# Activity
All entries below are to be set down again, identical to the source.

++++++++++++++++++++

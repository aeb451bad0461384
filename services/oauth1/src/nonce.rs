use std::fmt::Debug;

use rand::distributions::Alphanumeric;
use rand::Rng;

/// Length of nonces generated by [`RandomNonce`].
pub const NONCE_LENGTH: usize = 30;

/// GenerateNonce produces the `oauth_nonce` of every request.
///
/// Implementations must be safe to call from many requests at once.
pub trait GenerateNonce: Debug + Send + Sync + 'static {
    /// Generate a fresh nonce.
    fn generate_nonce(&self) -> String;
}

/// RandomNonce draws [`NONCE_LENGTH`] characters uniformly from `[A-Za-z0-9]`.
///
/// Uses the thread local CSPRNG of `rand`, so no state is shared across threads.
#[derive(Debug, Clone, Copy, Default)]
pub struct RandomNonce;

impl GenerateNonce for RandomNonce {
    fn generate_nonce(&self) -> String {
        rand::thread_rng()
            .sample_iter(&Alphanumeric)
            .take(NONCE_LENGTH)
            .map(char::from)
            .collect()
    }
}

/// StaticNonce always returns the same nonce.
///
/// This is useful for testing, never use it to talk to a real server.
#[derive(Debug, Clone)]
pub struct StaticNonce(String);

impl StaticNonce {
    /// Create a new StaticNonce.
    pub fn new(nonce: impl Into<String>) -> Self {
        Self(nonce.into())
    }
}

impl GenerateNonce for StaticNonce {
    fn generate_nonce(&self) -> String {
        self.0.clone()
    }
}
use std::collections::BTreeMap;

use crate::constants::*;
use crate::encode::{encode, encode_form};

/// Build the normalized parameter string.
///
/// Pairs are sorted by key in byte order and emitted as `key=encode(value)`
/// joined by `&`. Keys must already be protocol safe and are not encoded.
///
/// ```text
/// {b: "2", a: "x y"} => "a=x%20y&b=2"
/// ```
///
/// - [RFC 5849 Section 3.4.1.3.2](https://datatracker.ietf.org/doc/html/rfc5849#section-3.4.1.3.2)
pub fn parameter_string<K, V>(params: impl IntoIterator<Item = (K, V)>) -> String
where
    K: AsRef<str>,
    V: AsRef<str>,
{
    join_sorted(params, encode)
}

/// Build an `application/x-www-form-urlencoded` body.
///
/// Same layout as [`parameter_string`], but spaces in values become `+`.
pub fn form_string<K, V>(params: impl IntoIterator<Item = (K, V)>) -> String
where
    K: AsRef<str>,
    V: AsRef<str>,
{
    join_sorted(params, encode_form)
}

fn join_sorted<K, V>(
    params: impl IntoIterator<Item = (K, V)>,
    encode_value: fn(&str) -> String,
) -> String
where
    K: AsRef<str>,
    V: AsRef<str>,
{
    let mut params: Vec<(K, V)> = params.into_iter().collect();
    params.sort_by(|(ka, va), (kb, vb)| {
        (ka.as_ref(), va.as_ref()).cmp(&(kb.as_ref(), vb.as_ref()))
    });

    let mut s = String::with_capacity(16);
    for (idx, (k, v)) in params.iter().enumerate() {
        if idx != 0 {
            s.push('&');
        }

        s.push_str(k.as_ref());
        s.push('=');
        s.push_str(&encode_value(v.as_ref()));
    }

    s
}

/// The `oauth_*` parameters sent with every request.
///
/// `oauth_signature` is not part of this struct: it's added exactly once by
/// [`ProtocolParameters::into_signed`], after every other value is fixed.
#[derive(Debug, Clone, PartialEq, Eq)]
pub struct ProtocolParameters {
    consumer_key: String,
    token: Option<String>,
    nonce: String,
    timestamp: i64,
    extra: BTreeMap<String, String>,
}

impl ProtocolParameters {
    /// Create protocol parameters for one request.
    pub fn new(consumer_key: impl Into<String>, nonce: impl Into<String>, timestamp: i64) -> Self {
        Self {
            consumer_key: consumer_key.into(),
            token: None,
            nonce: nonce.into(),
            timestamp,
            extra: BTreeMap::new(),
        }
    }

    /// Set `oauth_token`, it's omitted when `None`.
    pub fn with_token(mut self, token: Option<String>) -> Self {
        self.token = token;
        self
    }

    /// Add caller configured extra protocol parameters, like `oauth_callback`.
    ///
    /// Extras never override the fixed `oauth_*` parameters.
    pub fn with_extra_params(mut self, extra: BTreeMap<String, String>) -> Self {
        self.extra = extra;
        self
    }

    /// Nonce of this request.
    pub fn nonce(&self) -> &str {
        &self.nonce
    }

    /// Timestamp of this request in unix seconds.
    pub fn timestamp(&self) -> i64 {
        self.timestamp
    }

    /// All parameters that take part in the signature, `oauth_signature` excluded.
    pub fn to_map(&self) -> BTreeMap<String, String> {
        let mut m = self.extra.clone();

        m.insert(OAUTH_CONSUMER_KEY.to_string(), self.consumer_key.clone());
        if let Some(token) = &self.token {
            m.insert(OAUTH_TOKEN.to_string(), token.clone());
        }
        m.insert(OAUTH_NONCE.to_string(), self.nonce.clone());
        m.insert(OAUTH_TIMESTAMP.to_string(), self.timestamp.to_string());
        m.insert(OAUTH_SIGNATURE_METHOD.to_string(), HMAC_SHA1.to_string());
        m.insert(OAUTH_VERSION.to_string(), VERSION_1_0.to_string());

        m
    }

    /// Consume the parameters and attach the (unencoded) signature.
    pub fn into_signed(self, signature: String) -> BTreeMap<String, String> {
        let mut m = self.to_map();
        m.insert(OAUTH_SIGNATURE.to_string(), signature);
        m
    }
}

#[cfg(test)]
mod tests {
    use super::*;
    use pretty_assertions::assert_eq;
    use std::collections::HashMap;

    #[test]
    fn test_parameter_string() {
        let params = BTreeMap::from([
            ("b".to_string(), "2".to_string()),
            ("a".to_string(), "x y".to_string()),
            ("c".to_string(), "!".to_string()),
        ]);

        assert_eq!(parameter_string(&params), "a=x%20y&b=2&c=%21");
        assert_eq!(form_string(&params), "a=x+y&b=2&c=%21");
    }

    #[test]
    fn test_parameter_string_empty() {
        assert_eq!(parameter_string(&BTreeMap::<String, String>::new()), "");
        assert_eq!(form_string(Vec::<(&str, &str)>::new()), "");
    }

    #[test]
    fn test_parameter_string_ignores_insertion_order() {
        let forward = vec![("oauth_nonce", "n"), ("Zeta", "z"), ("alpha", "a b"), ("a", "1")];
        let backward: Vec<_> = forward.iter().rev().cloned().collect();
        let hashed: HashMap<&str, &str> = forward.iter().cloned().collect();

        let expected = "Zeta=z&a=1&alpha=a%20b&oauth_nonce=n";
        assert_eq!(parameter_string(forward), expected);
        assert_eq!(parameter_string(backward), expected);
        assert_eq!(parameter_string(hashed), expected);
    }

    #[test]
    fn test_protocol_parameters() {
        let params = ProtocolParameters::new("key", "nonce", 1191242096)
            .with_token(Some("token".to_string()))
            .with_extra_params(BTreeMap::from([
                ("oauth_callback".to_string(), "oob".to_string()),
                (OAUTH_NONCE.to_string(), "ignored".to_string()),
            ]));

        assert_eq!(params.nonce(), "nonce");
        assert_eq!(params.timestamp(), 1191242096);
        assert_eq!(
            parameter_string(params.to_map()),
            "oauth_callback=oob&oauth_consumer_key=key&oauth_nonce=nonce\
             &oauth_signature_method=HMAC-SHA1&oauth_timestamp=1191242096\
             &oauth_token=token&oauth_version=1.0"
        );

        let signed = params.into_signed("a+b=".to_string());
        assert_eq!(signed[OAUTH_SIGNATURE], "a+b=");
        assert_eq!(signed.len(), 8);
    }

    #[test]
    fn test_protocol_parameters_without_token() {
        let m = ProtocolParameters::new("key", "nonce", 1).to_map();
        assert!(!m.contains_key(OAUTH_TOKEN));
        assert_eq!(m.len(), 5);
    }
}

++++++++++++++++++++

# Task output
repository aeb451bad0461384
filename services/oauth1/src/nonce.rs
use std::fmt::Debug;

use rand::distributions::Alphanumeric;
use rand::Rng;

/// Length of nonces generated by [`RandomNonce`].
pub const NONCE_LENGTH: usize = 30;

/// GenerateNonce produces the `oauth_nonce` of every request.
///
/// Implementations must be safe to call from many requests at once.
pub trait GenerateNonce: Debug + Send + Sync + 'static {
    /// Generate a fresh nonce.
    fn generate_nonce(&self) -> String;
}

/// RandomNonce draws [`NONCE_LENGTH`] characters uniformly from `[A-Za-z0-9]`.
///
/// Uses the thread local CSPRNG of `rand`, so no state is shared across threads.
#[derive(Debug, Clone, Copy, Default)]
pub struct RandomNonce;

impl GenerateNonce for RandomNonce {
    fn generate_nonce(&self) -> String {
        rand::thread_rng()
            .sample_iter(&Alphanumeric)
            .take(NONCE_LENGTH)
            .map(char::from)
            .collect()
    }
}

/// StaticNonce always returns the same nonce.
///
/// This is useful for testing, never use it to talk to a real server.
#[derive(Debug, Clone)]
pub struct StaticNonce(String);

impl StaticNonce {
    /// Create a new StaticNonce.
    pub fn new(nonce: impl Into<String>) -> Self {
        Self(nonce.into())
    }
}

impl GenerateNonce for StaticNonce {
    fn generate_nonce(&self) -> String {
        self.0.clone()
    }
}
use std::collections::BTreeMap;

use crate::constants::*;
use crate::encode::{encode, encode_form};

/// Build the normalized parameter string.
///
/// Pairs are sorted by key in byte order and emitted as `key=encode(value)`
/// joined by `&`. Keys must already be protocol safe and are not encoded.
///
/// ```text
/// {b: "2", a: "x y"} => "a=x%20y&b=2"
/// ```
///
/// - [RFC 5849 Section 3.4.1.3.2](https://datatracker.ietf.org/doc/html/rfc5849#section-3.4.1.3.2)
pub fn parameter_string<K, V>(params: impl IntoIterator<Item = (K, V)>) -> String
where
    K: AsRef<str>,
    V: AsRef<str>,
{
    join_sorted(params, encode)
}

/// Build an `application/x-www-form-urlencoded` body.
///
/// Same layout as [`parameter_string`], but spaces in values become `+`.
pub fn form_string<K, V>(params: impl IntoIterator<Item = (K, V)>) -> String
where
    K: AsRef<str>,
    V: AsRef<str>,
{
    join_sorted(params, encode_form)
}

fn join_sorted<K, V>(
    params: impl IntoIterator<Item = (K, V)>,
    encode_value: fn(&str) -> String,
) -> String
where
    K: AsRef<str>,
    V: AsRef<str>,
{
    let mut params: Vec<(K, V)> = params.into_iter().collect();
    params.sort_by(|(ka, va), (kb, vb)| {
        (ka.as_ref(), va.as_ref()).cmp(&(kb.as_ref(), vb.as_ref()))
    });

    let mut s = String::with_capacity(16);
    for (idx, (k, v)) in params.iter().enumerate() {
        if idx != 0 {
            s.push('&');
        }

        s.push_str(k.as_ref());
        s.push('=');
        s.push_str(&encode_value(v.as_ref()));
    }

    s
}

/// The `oauth_*` parameters sent with every request.
///
/// `oauth_signature` is not part of this struct: it's added exactly once by
/// [`ProtocolParameters::into_signed`], after every other value is fixed.
#[derive(Debug, Clone, PartialEq, Eq)]
pub struct ProtocolParameters {
    consumer_key: String,
    token: Option<String>,
    nonce: String,
    timestamp: i64,
    extra: BTreeMap<String, String>,
}

impl ProtocolParameters {
    /// Create protocol parameters for one request.
    pub fn new(consumer_key: impl Into<String>, nonce: impl Into<String>, timestamp: i64) -> Self {
        Self {
            consumer_key: consumer_key.into(),
            token: None,
            nonce: nonce.into(),
            timestamp,
            extra: BTreeMap::new(),
        }
    }

    /// Set `oauth_token`, it's omitted when `None`.
    pub fn with_token(mut self, token: Option<String>) -> Self {
        self.token = token;
        self
    }

    /// Add caller configured extra protocol parameters, like `oauth_callback`.
    ///
    /// Extras never override the fixed `oauth_*` parameters.
    pub fn with_extra_params(mut self, extra: BTreeMap<String, String>) -> Self {
        self.extra = extra;
        self
    }

    /// Nonce of this request.
    pub fn nonce(&self) -> &str {
        &self.nonce
    }

    /// Timestamp of this request in unix seconds.
    pub fn timestamp(&self) -> i64 {
        self.timestamp
    }

    /// All parameters that take part in the signature, `oauth_signature` excluded.
    pub fn to_map(&self) -> BTreeMap<String, String> {
        let mut m = self.extra.clone();

        m.insert(OAUTH_CONSUMER_KEY.to_string(), self.consumer_key.clone());
        if let Some(token) = &self.token {
            m.insert(OAUTH_TOKEN.to_string(), token.clone());
        }
        m.insert(OAUTH_NONCE.to_string(), self.nonce.clone());
        m.insert(OAUTH_TIMESTAMP.to_string(), self.timestamp.to_string());
        m.insert(OAUTH_SIGNATURE_METHOD.to_string(), HMAC_SHA1.to_string());
        m.insert(OAUTH_VERSION.to_string(), VERSION_1_0.to_string());

        m
    }

    /// Consume the parameters and attach the (unencoded) signature.
    pub fn into_signed(self, signature: String) -> BTreeMap<String, String> {
        let mut m = self.to_map();
        m.insert(OAUTH_SIGNATURE.to_string(), signature);
        m
    }
}

#[cfg(test)]
mod tests {
    use super::*;
    use pretty_assertions::assert_eq;
    use std::collections::HashMap;

    #[test]
    fn test_parameter_string() {
        let params = BTreeMap::from([
            ("b".to_string(), "2".to_string()),
            ("a".to_string(), "x y".to_string()),
            ("c".to_string(), "!".to_string()),
        ]);

        assert_eq!(parameter_string(&params), "a=x%20y&b=2&c=%21");
        assert_eq!(form_string(&params), "a=x+y&b=2&c=%21");
    }

    #[test]
    fn test_parameter_string_empty() {
        assert_eq!(parameter_string(&BTreeMap::<String, String>::new()), "");
        assert_eq!(form_string(Vec::<(&str, &str)>::new()), "");
    }

    #[test]
    fn test_parameter_string_ignores_insertion_order() {
        let forward = vec![("oauth_nonce", "n"), ("Zeta", "z"), ("alpha", "a b"), ("a", "1")];
        let backward: Vec<_> = forward.iter().rev().cloned().collect();
        let hashed: HashMap<&str, &str> = forward.iter().cloned().collect();

        let expected = "Zeta=z&a=1&alpha=a%20b&oauth_nonce=n";
        assert_eq!(parameter_string(forward), expected);
        assert_eq!(parameter_string(backward), expected);
        assert_eq!(parameter_string(hashed), expected);
    }

    #[test]
    fn test_protocol_parameters() {
        let params = ProtocolParameters::new("key", "nonce", 1191242096)
            .with_token(Some("token".to_string()))
            .with_extra_params(BTreeMap::from([
                ("oauth_callback".to_string(), "oob".to_string()),
                (OAUTH_NONCE.to_string(), "ignored".to_string()),
            ]));

        assert_eq!(params.nonce(), "nonce");
        assert_eq!(params.timestamp(), 1191242096);
        assert_eq!(
            parameter_string(params.to_map()),
            "oauth_callback=oob&oauth_consumer_key=key&oauth_nonce=nonce\
             &oauth_signature_method=HMAC-SHA1&oauth_timestamp=1191242096\
             &oauth_token=token&oauth_version=1.0"
        );

        let signed = params.into_signed("a+b=".to_string());
        assert_eq!(signed[OAUTH_SIGNATURE], "a+b=");
        assert_eq!(signed.len(), 8);
    }

    #[test]
    fn test_protocol_parameters_without_token() {
        let m = ProtocolParameters::new("key", "nonce", 1).to_map();
        assert!(!m.contains_key(OAUTH_TOKEN));
        assert_eq!(m.len(), 5);
    }
}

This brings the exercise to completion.